Le roi répondit à cette bravade en faisant entamer l'action judiciaire contre le mariage de Monsieur. Louis et Richelieu avaient projeté de s'adresser d'abord à l'autorité religieuse, et de prier le pape de nommer des commissaires parmi les prélats français pour juger l'affaire; mais, le pape ayant manifesté l'intention de retenir le procès à Rome, on reconnut que ce serait s'exposer tout au moins à des délais interminables, et l'action fut intentée premièrement au civil et au criminel, devant le parlement de Paris, sous la forme d'une accusation de rapt contre le duc de Lorraine, vassal de la couronne, qui aurait enlevé Monsieur pour lui faire épouser clandestinement sa sœur contre la volonté du roi son suzerain (2-4 janvier 1654). (Mercure, XX, 855.) C'était pousser à bout le malheureux duc Charles, sans qu'il pût se plaindre qu'on violât le dernier traité, puisque le roi s'était réservé de poursuivre, par toutes voies de droit, la nullité du mariage de son frère.

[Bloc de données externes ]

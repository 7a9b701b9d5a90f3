//! Database initialization and the bin store

pub mod bins;
pub mod init;

pub use bins::BinStore;
pub use init::*;
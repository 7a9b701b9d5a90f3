//! Bin map endpoint

use axum::{extract::State, Json};

use crate::map::MapView;
use crate::scan::DashError;
use crate::AppState;

/// GET /api/map
///
/// Fetches the bin list (with retries) on every call; nothing is cached.
pub async fn map(State(state): State<AppState>) -> Result<Json<MapView>, DashError> {
    let bins = state.bins.fetch_bins().await?;
    Ok(Json(MapView::from_bins(&bins)))
}
//! Per-session dashboard state
//!
//! Holds the running tally of scans, the duplicate-upload guard and the
//! optional points counter. One `DashboardSession` lives for as long as the
//! dashboard process (or until [`DashboardSession::reset`]).
//!
//! Recording a scan is split into [`plan_scan`](DashboardSession::plan_scan)
//! and [`commit`](DashboardSession::commit) so the CSV row can be written in
//! between: a failed log write leaves the session untouched.

use chrono::{Datelike, NaiveDateTime, Weekday};
use serde::Serialize;
use wt_common::time::day_abbrev;

use crate::classifier::{Prediction, WasteLabel};
use crate::waste_log::WasteLogEntry;

/// Average mass of one wet waste item
pub const WET_ITEM_KG: f64 = 0.15;
/// Average mass of one dry waste item
pub const DRY_ITEM_KG: f64 = 0.05;
/// Mass logged when the label is neither category
pub const UNRECOGNIZED_ITEM_KG: f64 = 0.1;

/// Estimated mass of one scanned item
pub fn estimate_mass(label: &WasteLabel) -> f64 {
    match label {
        WasteLabel::Wet => WET_ITEM_KG,
        WasteLabel::Dry => DRY_ITEM_KG,
        WasteLabel::Unrecognized(_) => UNRECOGNIZED_ITEM_KG,
    }
}

/// One scan's contribution to the tallies
#[derive(Debug, Clone, PartialEq)]
struct ScanRow {
    weekday: Weekday,
    wet_kg: f64,
    dry_kg: f64,
}

impl ScanRow {
    fn total_kg(&self) -> f64 {
        self.wet_kg + self.dry_kg
    }
}

/// A scan ready to be committed
#[derive(Debug, Clone, PartialEq, Serialize)]
pub struct ScanRecord {
    pub filename: String,
    pub prediction: Prediction,
    pub mass_kg: f64,
    pub entry: WasteLogEntry,
    #[serde(skip)]
    weekday: Weekday,
}

/// Result of offering a scan to the session
#[derive(Debug, Clone, PartialEq)]
pub enum ScanOutcome {
    Recorded(ScanRecord),
    /// Same filename as the last processed upload; nothing recorded
    Duplicate { filename: String },
}

/// Wet and dry mass for one day of the week
#[derive(Debug, Clone, PartialEq, Serialize)]
pub struct DayTally {
    pub day: String,
    pub wet_kg: f64,
    pub dry_kg: f64,
    pub total_kg: f64,
}

/// Statistics shown next to the charts
#[derive(Debug, Clone, PartialEq, Serialize)]
pub struct Summary {
    pub scans: usize,
    pub total_wet_kg: f64,
    pub total_dry_kg: f64,
    /// Wet/dry ratio to two decimals; `None` while no dry waste is logged
    pub wet_dry_ratio: Option<f64>,
    /// Day of the heaviest single scan; `None` before the first scan
    pub busiest_day: Option<String>,
    /// Days that have scans, Monday first
    pub daily: Vec<DayTally>,
    /// `None` when points are disabled
    pub points: Option<u64>,
}

#[derive(Debug, Clone, Default)]
pub struct DashboardSession {
    rows: Vec<ScanRow>,
    last_uploaded_filename: Option<String>,
    points: u64,
    points_per_scan: Option<u64>,
}

impl DashboardSession {
    /// Fresh session; `points_per_scan = None` disables the points counter
    pub fn new(points_per_scan: Option<u64>) -> Self {
        Self {
            points_per_scan,
            ..Self::default()
        }
    }

    /// Drop all scans, points and the duplicate guard
    pub fn reset(&mut self) {
        *self = Self::new(self.points_per_scan);
    }

    /// Was this file the last one processed?
    ///
    /// Compares names only; re-uploading the same photo under a new name is
    /// counted again, and a name seen before the last upload is accepted.
    pub fn is_duplicate(&self, filename: &str) -> bool {
        self.last_uploaded_filename.as_deref() == Some(filename)
    }

    /// Work out what a scan would record, without changing the session
    pub fn plan_scan(
        &self,
        filename: &str,
        prediction: &Prediction,
        at: NaiveDateTime,
    ) -> ScanOutcome {
        if self.is_duplicate(filename) {
            return ScanOutcome::Duplicate {
                filename: filename.to_string(),
            };
        }

        let mass_kg = estimate_mass(&prediction.label);
        ScanOutcome::Recorded(ScanRecord {
            filename: filename.to_string(),
            prediction: prediction.clone(),
            mass_kg,
            entry: WasteLogEntry::for_scan(filename, &prediction.label, mass_kg, at),
            weekday: at.weekday(),
        })
    }

    /// Apply a planned scan
    pub fn commit(&mut self, record: &ScanRecord) {
        let (wet_kg, dry_kg) = match record.prediction.label {
            WasteLabel::Wet => (record.mass_kg, 0.0),
            WasteLabel::Dry => (0.0, record.mass_kg),
            WasteLabel::Unrecognized(_) => (0.0, 0.0),
        };

        self.rows.push(ScanRow {
            weekday: record.weekday,
            wet_kg,
            dry_kg,
        });
        if let Some(award) = self.points_per_scan {
            self.points += award;
        }
        self.last_uploaded_filename = Some(record.filename.clone());
    }

    /// Plan and commit in one step
    pub fn record_scan(
        &mut self,
        filename: &str,
        prediction: &Prediction,
        at: NaiveDateTime,
    ) -> ScanOutcome {
        let outcome = self.plan_scan(filename, prediction, at);
        if let ScanOutcome::Recorded(record) = &outcome {
            self.commit(record);
        }
        outcome
    }

    pub fn summary(&self) -> Summary {
        let total_wet_kg: f64 = self.rows.iter().map(|r| r.wet_kg).sum();
        let total_dry_kg: f64 = self.rows.iter().map(|r| r.dry_kg).sum();

        let wet_dry_ratio = (total_dry_kg > 0.0)
            .then(|| (total_wet_kg / total_dry_kg * 100.0).round() / 100.0);

        // Day of the single heaviest scan; the earliest scan wins a tie
        let busiest_day = self
            .rows
            .iter()
            .fold(None::<&ScanRow>, |best, row| match best {
                Some(top) if top.total_kg() >= row.total_kg() => best,
                _ => Some(row),
            })
            .map(|row| day_abbrev(row.weekday).to_string());

        Summary {
            scans: self.rows.len(),
            total_wet_kg,
            total_dry_kg,
            wet_dry_ratio,
            busiest_day,
            daily: self.daily_tallies(),
            points: self.points_per_scan.map(|_| self.points),
        }
    }

    fn daily_tallies(&self) -> Vec<DayTally> {
        let mut totals = [(0.0_f64, 0.0_f64, false); 7];
        for row in &self.rows {
            let slot = &mut totals[row.weekday.num_days_from_monday() as usize];
            slot.0 += row.wet_kg;
            slot.1 += row.dry_kg;
            slot.2 = true;
        }

        let mut weekday = Weekday::Mon;
        let mut daily = Vec::new();
        for (wet_kg, dry_kg, seen) in totals {
            if seen {
                daily.push(DayTally {
                    day: day_abbrev(weekday).to_string(),
                    wet_kg,
                    dry_kg,
                    total_kg: wet_kg + dry_kg,
                });
            }
            weekday = weekday.succ();
        }
        daily
    }
}
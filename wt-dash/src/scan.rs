//! Scan orchestration
//!
//! One upload goes: duplicate check, image decode, classification on a
//! blocking thread, session bookkeeping, CSV append. Decoding, inference and
//! file I/O all run on the blocking pool; the async session lock is not held
//! while the classifier runs.

use axum::{
    http::StatusCode,
    response::{IntoResponse, Response},
    Json,
};
use serde_json::json;
use thiserror::Error;
use tracing::{error, info, warn};

use crate::bin_client::BinFetchError;
use crate::classifier::ClassifierError;
use crate::session::ScanOutcome;
use crate::waste_log::WasteLogError;
use crate::AppState;

/// Dashboard errors
#[derive(Debug, Error)]
pub enum DashError {
    #[error("Missing filename")]
    MissingFilename,

    #[error("Could not decode image: {0}")]
    InvalidImage(String),

    #[error("Classification failed: {0}")]
    Classifier(#[from] ClassifierError),

    #[error("Could not write waste log: {0}")]
    Log(#[from] WasteLogError),

    #[error("Background task failed: {0}")]
    Task(String),

    #[error("Could not fetch bin data: {0}")]
    BinFetch(#[from] BinFetchError),
}

impl IntoResponse for DashError {
    fn into_response(self) -> Response {
        let status = match &self {
            DashError::MissingFilename | DashError::InvalidImage(_) => StatusCode::BAD_REQUEST,
            DashError::Classifier(_) | DashError::Log(_) | DashError::Task(_) => {
                error!("Scan failed: {}", self);
                StatusCode::INTERNAL_SERVER_ERROR
            }
            DashError::BinFetch(_) => StatusCode::BAD_GATEWAY,
        };

        (status, Json(json!({ "error": self.to_string() }))).into_response()
    }
}

/// One uploaded photo
#[derive(Debug, Clone)]
pub struct Upload {
    pub filename: String,
    pub bytes: Vec<u8>,
}

/// Classify and record one upload
///
/// A duplicate filename short-circuits before the image is decoded. The
/// name is compared exactly as uploaded. If the CSV append fails the session
/// is left as it was.
pub async fn process_upload(state: &AppState, upload: Upload) -> Result<ScanOutcome, DashError> {
    let Upload { filename, bytes } = upload;
    if filename.is_empty() {
        return Err(DashError::MissingFilename);
    }

    if state.session.lock().await.is_duplicate(&filename) {
        info!(filename = %filename, "Skipping already processed file");
        return Ok(ScanOutcome::Duplicate { filename });
    }

    let classifier = state.classifier.clone();
    let prediction = tokio::task::spawn_blocking(move || {
        let image = image::load_from_memory(&bytes)
            .map_err(|e| DashError::InvalidImage(e.to_string()))?;
        classifier.predict(&image).map_err(DashError::from)
    })
    .await
    .map_err(|e| DashError::Task(e.to_string()))??;

    let at = chrono::Local::now().naive_local();

    // Held until commit: another request may record the same file while the
    // classifier runs, and the CSV row must land before the tallies change.
    let mut session = state.session.lock().await;
    let outcome = session.plan_scan(&filename, &prediction, at);
    if let ScanOutcome::Recorded(record) = &outcome {
        if !prediction.label.is_recognized() {
            warn!(
                filename = %filename,
                label = %prediction.label,
                "Model label is neither Wet nor Dry"
            );
        }

        let waste_log = state.waste_log.clone();
        let entry = record.entry.clone();
        tokio::task::spawn_blocking(move || waste_log.append(&entry))
            .await
            .map_err(|e| DashError::Task(e.to_string()))??;

        session.commit(record);
        info!(
            filename = %filename,
            label = %prediction.label,
            confidence = prediction.confidence,
            mass_kg = record.mass_kg,
            "Recorded scan"
        );
    }

    Ok(outcome)
}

Le duc de Lorraine, incorrigible dans ses illusions, n'avait pas sitôt vu le roi reparti, qu'il avait recommencé d'espérer dans la venue des Espagnols. Le duc de Feria, après avoir violé la neutralité de la Valteline, avait, en effet, débouché du Tyrol en Souabe à la tête d'une quinzaine de mille hommes: l'empereur, transgressant, pour

T. XIII.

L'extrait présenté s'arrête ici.